HOW TO COMPLETE THIS TASK: Review the listing and copy each line that holds the word "crate".

DATA:
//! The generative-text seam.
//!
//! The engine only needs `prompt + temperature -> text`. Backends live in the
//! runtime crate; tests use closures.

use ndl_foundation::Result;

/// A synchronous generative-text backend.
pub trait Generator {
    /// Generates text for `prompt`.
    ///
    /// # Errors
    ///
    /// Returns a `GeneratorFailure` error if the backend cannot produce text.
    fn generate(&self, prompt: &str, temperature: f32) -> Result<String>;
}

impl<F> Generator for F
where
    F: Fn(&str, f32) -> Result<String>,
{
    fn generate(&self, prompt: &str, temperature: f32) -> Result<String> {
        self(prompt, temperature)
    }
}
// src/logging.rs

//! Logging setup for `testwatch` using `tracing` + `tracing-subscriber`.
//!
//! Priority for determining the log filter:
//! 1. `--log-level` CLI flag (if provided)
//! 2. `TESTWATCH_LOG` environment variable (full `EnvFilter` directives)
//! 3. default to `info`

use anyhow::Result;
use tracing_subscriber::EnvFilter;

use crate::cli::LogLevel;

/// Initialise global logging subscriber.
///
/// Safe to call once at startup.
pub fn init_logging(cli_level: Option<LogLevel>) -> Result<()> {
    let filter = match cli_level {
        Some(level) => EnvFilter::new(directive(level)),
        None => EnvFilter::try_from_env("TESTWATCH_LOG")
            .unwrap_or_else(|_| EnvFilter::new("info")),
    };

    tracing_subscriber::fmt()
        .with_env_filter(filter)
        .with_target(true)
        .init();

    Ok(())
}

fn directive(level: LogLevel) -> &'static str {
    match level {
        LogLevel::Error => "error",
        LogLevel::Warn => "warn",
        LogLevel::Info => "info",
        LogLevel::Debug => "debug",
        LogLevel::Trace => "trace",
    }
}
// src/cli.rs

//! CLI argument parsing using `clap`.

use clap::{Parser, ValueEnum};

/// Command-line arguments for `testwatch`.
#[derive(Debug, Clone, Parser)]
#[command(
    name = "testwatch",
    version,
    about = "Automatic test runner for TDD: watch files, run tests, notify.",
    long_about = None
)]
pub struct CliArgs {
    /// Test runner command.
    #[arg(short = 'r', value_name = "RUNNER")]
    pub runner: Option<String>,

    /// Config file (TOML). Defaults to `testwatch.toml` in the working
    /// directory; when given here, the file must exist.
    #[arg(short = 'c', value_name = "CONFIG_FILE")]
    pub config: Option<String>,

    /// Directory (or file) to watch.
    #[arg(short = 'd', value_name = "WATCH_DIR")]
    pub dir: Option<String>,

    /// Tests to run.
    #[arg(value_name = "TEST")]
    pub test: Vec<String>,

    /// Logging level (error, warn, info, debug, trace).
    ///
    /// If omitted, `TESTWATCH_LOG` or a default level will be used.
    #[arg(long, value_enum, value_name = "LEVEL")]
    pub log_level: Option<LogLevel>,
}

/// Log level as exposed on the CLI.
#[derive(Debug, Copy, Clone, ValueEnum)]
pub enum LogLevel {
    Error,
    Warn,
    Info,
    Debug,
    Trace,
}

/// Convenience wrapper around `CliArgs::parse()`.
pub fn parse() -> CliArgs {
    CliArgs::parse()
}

WRITTEN ANSWER:
//! runtime crate; tests use closures.
use crate::cli::LogLevel;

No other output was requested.